Чувствовали ли мы свою «деревенскую» ущемлённость?

Вряд ли. Во всяком случае, я не помню этого ощущения ни у себя, ни у моих сверстников. Конечно, как всем детям, нам много чего хотелось – когда, в какие времена дети не мечтали о занимательной игрушке, о велосипеде, о красивой и современной одежде? Но мы чувствовали себя если не вполне счастливыми, то удовлетворёнными своим положением и твёрдо «держали марку» перед городскими, когда они приезжали в село на летние каникулы. Другое дело, что наш собственный кругозор и уровень образования большинства наших родителей был чрезвычайно узок и низок, и запросы наши, по нынешним меркам, выглядели более чем скромными.

Я помню три покупных игрушки, которыми я забавлялся в самом раннем детстве: железный танк, который я возил на верёвочке, коня из папье-маше на платформе с колёсиками и глиняную свистульку. Все остальные игрушки мы либо находили, либо мастерили сами.

Вспоминая детство, вижу себя довольно замкнутым и стеснительным мальчиком. Я стыдился проявления чувств, считая их «телячьим нежностями», недостойными мальчишеского звания. Частично я объясняю это определённым спартанским воспитанием, а вернее, отсутствием такового вообще. Мать, отдаваясь полностью своей работе и общественным нагрузкам, возможно, недостаточно уделяла мне времени. Я постоянно находился с бабушкой, а бабушка могла воспитывать только собственным примером. Об основных ценностях жизни я узнавал из книг, и тут роль матери была на первых порах решающей. В этом смысле я не был исключением из общего правила – все мои сверстники находились в таком же или худшем положении. Поэтому-то сантименты были нам чужды.


Я с Толькой-Арбузом


Я чувствовал неловкость скорее из-за своего исключительного положения сына учительницы. Это сейчас учитель является рядовой и непрестижной профессией, а в те годы учитель на селе был видной фигурой, и его почитали и уважали. Уважая мать, уважали и меня. (Как говорят англичане, любишь меня – люби и мою собаку). Уважение заключалось в особом, осторожном отношении, и это, вопреки моему желанию, придавало мне своеобразный статус исключительности: не каждый мальчишка осмеливался придраться ко мне и вызвать на драку, не каждый взрослый мог попытаться меня обругать или обидеть. Зато, как только меня уличали в какой-нибудь шалости, вполне извинительной для других сельских ребят, но только не для меня, то все сразу показывали на меня пальцем:

– А ещё сын учительницы!

Исключительность выходила боком, она требовала самоограничения и самоконтроля.

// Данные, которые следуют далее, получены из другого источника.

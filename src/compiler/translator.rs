// MathVM translator
// Type-checks the AST and emits bytecode for every function into a Code object

use super::bytecode::{CodeBuffer, Immediate, Label};
use super::code::{
    Code, Function, FunctionBody, NativeDecl, NativeSignature, TopVar, VarType, TOP_LEVEL_NAME,
};
use super::opcode::OpCode;
use super::resolver::{FunctionInfo, ScopeResolver, VarInfo};
use crate::ast::*;
use crate::error::{Error, ErrorKind, InternalError, MvmResult, Span, TranslationError};
use crate::lexer::Scanner;
use crate::parser::Parser;
use crate::vm::natives::{NativeCheck, NativeRegistry};
use tracing::{debug, trace};

/// Source text to `Code`
pub struct Translator {
    natives: NativeRegistry,
}

impl Default for Translator {
    fn default() -> Self {
        Self::new()
    }
}

impl Translator {
    /// Translator that accepts the builtin natives
    pub fn new() -> Self {
        Self::with_natives(NativeRegistry::with_builtins())
    }

    pub fn with_natives(natives: NativeRegistry) -> Self {
        Self { natives }
    }

    pub fn translate(&self, source: &str) -> MvmResult<Code> {
        self.translate_file("<input>", source)
    }

    /// Translate `source`; diagnostics name `file` and quote the source
    pub fn translate_file(&self, file: &str, source: &str) -> MvmResult<Code> {
        let result = Scanner::new(source)
            .scan_tokens()
            .and_then(|tokens| Parser::new(tokens).parse())
            .map_err(Error::from)
            .and_then(|program| self.translate_program(&program));
        result.map_err(|e| match e {
            Error::Translation(t) => Error::Translation(t.with_file(file).with_source(source)),
            other => other,
        })
    }

    pub fn translate_program(&self, program: &Program) -> MvmResult<Code> {
        let mut emitter = Emitter {
            code: Code::new(),
            resolver: ScopeResolver::new(),
            natives: &self.natives,
            functions: Vec::new(),
        };
        emitter.top_level(program)?;
        Ok(emitter.code)
    }
}

/// Function whose bytecode is being emitted
struct FunctionState {
    id: u16,
    name: String,
    context: u16,
    return_type: VarType,
    buf: CodeBuffer,
}

struct Emitter<'a> {
    code: Code,
    resolver: ScopeResolver,
    natives: &'a NativeRegistry,
    /// Innermost function last
    functions: Vec<FunctionState>,
}
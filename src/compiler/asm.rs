// MathVM textual assembler
// Reads the instruction listing produced by `Code::disassemble` back into bytecode

use super::bytecode::{jump_offset, Bytecode, Immediate};
use super::code::is_var_op;
use super::opcode::{OpCode, Operand};
use regex::Regex;
use std::fmt;
use std::sync::OnceLock;

/// A line the assembler could not understand
#[derive(Debug, Clone, PartialEq, Eq)]
pub struct AsmError {
    /// 1-based
    pub line: usize,
    pub message: String,
}

impl AsmError {
    fn new(line: usize, message: impl Into<String>) -> Self {
        Self {
            line,
            message: message.into(),
        }
    }
}

impl fmt::Display for AsmError {
    fn fmt(&self, f: &mut fmt::Formatter<'_>) -> fmt::Result {
        write!(f, "AsmError: {} at line {}", self.message, self.line)
    }
}

impl std::error::Error for AsmError {}

/// One `function <id> <name>:` section of a full listing
#[derive(Debug, Clone, PartialEq)]
pub struct AssembledFunction {
    pub id: u16,
    pub name: String,
    /// Symbol of a `native '<symbol>'` header
    pub native: Option<String>,
    pub bytecode: Bytecode,
}

fn instruction_re() -> &'static Regex {
    static RE: OnceLock<Regex> = OnceLock::new();
    RE.get_or_init(|| {
        Regex::new(r"^(?:(\d+):\s*)?([A-Z][A-Z0-9]*)(?:\s+([^;\s]+))?\s*(?:;.*)?$")
            .expect("instruction pattern is valid")
    })
}

fn header_re() -> &'static Regex {
    static RE: OnceLock<Regex> = OnceLock::new();
    RE.get_or_init(|| {
        Regex::new(r"^function\s+(\d+)\s+(\S+?)(?:\s+native\s+'(.*)')?:$")
            .expect("header pattern is valid")
    })
}

fn var_re() -> &'static Regex {
    static RE: OnceLock<Regex> = OnceLock::new();
    RE.get_or_init(|| Regex::new(r"^@(\d+)(?::(\d+))?$").expect("variable pattern is valid"))
}

/// Assemble instruction lines into one function's bytecode.
///
/// Blank lines and `;` comments are skipped. An `N:` prefix, when present,
/// must match the offset the instruction lands at. Jump operands are
/// absolute targets.
pub fn assemble(text: &str) -> Result<Bytecode, AsmError> {
    let mut code = Bytecode::new();
    for (index, line) in text.lines().enumerate() {
        assemble_line(&mut code, line, index + 1)?;
    }
    Ok(code)
}

/// Assemble a whole disassembly listing, one entry per function header
pub fn assemble_listing(text: &str) -> Result<Vec<AssembledFunction>, AsmError> {
    let mut functions: Vec<AssembledFunction> = Vec::new();
    for (index, line) in text.lines().enumerate() {
        let number = index + 1;
        if let Some(caps) = header_re().captures(line.trim()) {
            let id = caps[1]
                .parse()
                .map_err(|_| AsmError::new(number, format!("Function id '{}' out of range", &caps[1])))?;
            functions.push(AssembledFunction {
                id,
                name: caps[2].to_string(),
                native: caps.get(3).map(|m| m.as_str().to_string()),
                bytecode: Bytecode::new(),
            });
            continue;
        }
        match functions.last_mut() {
            Some(function) => assemble_line(&mut function.bytecode, line, number)?,
            None if is_blank(line) => {}
            None => return Err(AsmError::new(number, "Instruction before any function header")),
        }
    }
    Ok(functions)
}

fn is_blank(line: &str) -> bool {
    let line = line.trim();
    line.is_empty() || line.starts_with(';')
}

fn assemble_line(code: &mut Bytecode, line: &str, number: usize) -> Result<(), AsmError> {
    if is_blank(line) {
        return Ok(());
    }
    let caps = instruction_re()
        .captures(line.trim())
        .ok_or_else(|| AsmError::new(number, format!("Cannot parse '{}'", line.trim())))?;

    let offset = code.len();
    if let Some(label) = caps.get(1) {
        if label.as_str().parse::<usize>().ok() != Some(offset) {
            return Err(AsmError::new(
                number,
                format!("Offset {} does not match position {}", label.as_str(), offset),
            ));
        }
    }
    let mnemonic = &caps[2];
    let op = OpCode::from_mnemonic(mnemonic)
        .ok_or_else(|| AsmError::new(number, format!("Unknown instruction '{}'", mnemonic)))?;
    let operand = caps.get(3).map(|m| m.as_str());
    let imm = immediate(op, operand, offset).map_err(|message| AsmError::new(number, message))?;
    code.emit(op, imm);
    Ok(())
}

fn immediate(op: OpCode, operand: Option<&str>, offset: usize) -> Result<Immediate, String> {
    let kind = op.operand();
    let text = match (kind, operand) {
        (Operand::None, None) => return Ok(Immediate::None),
        (Operand::None, Some(extra)) => {
            return Err(format!("{} takes no operand, found '{}'", op.mnemonic(), extra))
        }
        (_, None) => return Err(format!("{} needs an operand", op.mnemonic())),
        (_, Some(text)) => text,
    };
    let bad = || format!("Invalid operand '{}' for {}", text, op.mnemonic());

    match kind {
        Operand::I16 => {
            let target: usize = text.parse().map_err(|_| bad())?;
            jump_offset(offset, target)
                .map(Immediate::I16)
                .ok_or_else(|| format!("Jump target {} is too far from {}", target, offset))
        }
        Operand::CtxVar => {
            let caps = var_re().captures(text).ok_or_else(bad)?;
            let slot = caps[1].parse().map_err(|_| bad())?;
            let ctx = caps
                .get(2)
                .ok_or_else(bad)?
                .as_str()
                .parse()
                .map_err(|_| bad())?;
            Ok(Immediate::CtxVar { ctx, slot })
        }
        Operand::U16 if is_var_op(op) => {
            let caps = var_re().captures(text).ok_or_else(bad)?;
            if caps.get(2).is_some() {
                return Err(bad());
            }
            caps[1].parse().map(Immediate::U16).map_err(|_| bad())
        }
        Operand::U16 => text.parse().map(Immediate::U16).map_err(|_| bad()),
        Operand::I64 => text.parse().map(Immediate::I64).map_err(|_| bad()),
        Operand::F64 => text.parse().map(Immediate::F64).map_err(|_| bad()),
        Operand::None => Ok(Immediate::None),
    }
}

#[cfg(test)]
mod tests {
    use super::*;
    use crate::compiler::{FunctionBody, Translator};

    #[test]
    fn test_assemble_simple_listing() {
        let code = assemble(
            "0: ILOAD 42\n\
             9: STOREIVAR @0 ; x\n\
             \n\
             12: LOADCTXDVAR @3:1\n\
             17: JA 0\n\
             20: STOP",
        )
        .unwrap();
        let insns: Vec<_> = code.instructions().map(|i| i.unwrap()).collect();
        assert_eq!(insns[0].imm, Immediate::I64(42));
        assert_eq!(insns[1].imm, Immediate::U16(0));
        assert_eq!(insns[2].imm, Immediate::CtxVar { ctx: 1, slot: 3 });
        assert_eq!(insns[3].jump_target(), Some(0));
        assert_eq!(insns[4].op, OpCode::Stop);
    }

    #[test]
    fn test_errors_carry_line_numbers() {
        let err = assemble("ILOAD1\nFROB 3").unwrap_err();
        assert_eq!(err.line, 2);
        assert!(err.message.contains("FROB"));

        let err = assemble("ILOAD").unwrap_err();
        assert_eq!(err.line, 1);

        let err = assemble("ILOAD0\n5: STOP").unwrap_err();
        assert_eq!(err.line, 2);

        assert!(assemble("STOREIVAR @1:2").is_err());
        assert!(assemble("POP 3").is_err());
    }

    #[test]
    fn test_disassembly_reassembles_byte_for_byte() {
        let source = "int i; double acc = 0.5; string s = 'a;b';\n\
                      function double scale(double v) { return v * -2.5; }\n\
                      function void show() { print(s, acc); }\n\
                      for (i in 1..10) { if (i % 2 == 0 && !(i > 7)) { acc += scale(i); } }\n\
                      while (acc < 0) { acc = acc / 2; }\n\
                      show();";
        let code = Translator::new().translate(source).unwrap();
        let listing = assemble_listing(&code.disassemble_to_string()).unwrap();
        assert_eq!(listing.len(), code.functions().len());
        for (function, assembled) in code.functions().iter().zip(&listing) {
            assert_eq!(assembled.id, function.id);
            assert_eq!(assembled.name, function.name);
            if let FunctionBody::Bytecode(bytecode) = &function.body {
                assert_eq!(&assembled.bytecode, bytecode, "function {}", function.name);
            }
        }
    }

    #[test]
    fn test_native_header() {
        let listing = assemble_listing("function 1 sqrt native 'sqrt':\nfunction 0 <top>:\n0: STOP\n").unwrap();
        assert_eq!(listing[0].native.as_deref(), Some("sqrt"));
        assert!(listing[0].bytecode.is_empty());
        assert_eq!(listing[1].bytecode.len(), 1);
    }
}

Поэтому я сдерживал свои порывы и старался не участвовать в откровенно безобразных шалостях. Так, свои мальчишеские драки я могу буквально сосчитать на пальцах, а разбитым носом и синяком под глазом я почти никогда не мог похвастаться. Мать категорически запретила мне драться, считая это занятие недостойным «культурного» мальчика вообще и её статуса, в частности. Постепенно я и сам проникся сознанием того, что решать споры и недоразумения с помощью кулаков – это глупо и некультурно. По большому счёту это так и есть на самом деле, но вот теперь, на склоне лет, я жалею, что меня миновала «чаша сия». В детстве иногда бывает полезно и необходимо укреплять характер и кулаками.

Стеснительность долго была моей доминирующей чертой. Я стеснялся не только за себя, но и за мать, когда её, к примеру, приглашали танцевать мужчины; за бабушку, когда она оказывалась в неловком положении. Вероятно, это была неосознанная ревность, которую в состоянии объяснить только психоаналитик Фрейд.

В детстве я боялся темноты и со стоическим упорством работал над преодолением этого недостатка, сознательно приучал себя к длительному пребыванию без света или специально, отправляясь «до ветра», выбирал отдалённое от освещённого окна место во дворе. Я испытывал страх перед высотой, и тренировался в преодолении этого чувства прыжками с деревьев, постепенно увеличивая высоту прыжка. (Попутно замечу, что страх перед темнотой потом исчез сам по себе, а вот высота до сих пор вызывает подташнивание под ложечкой).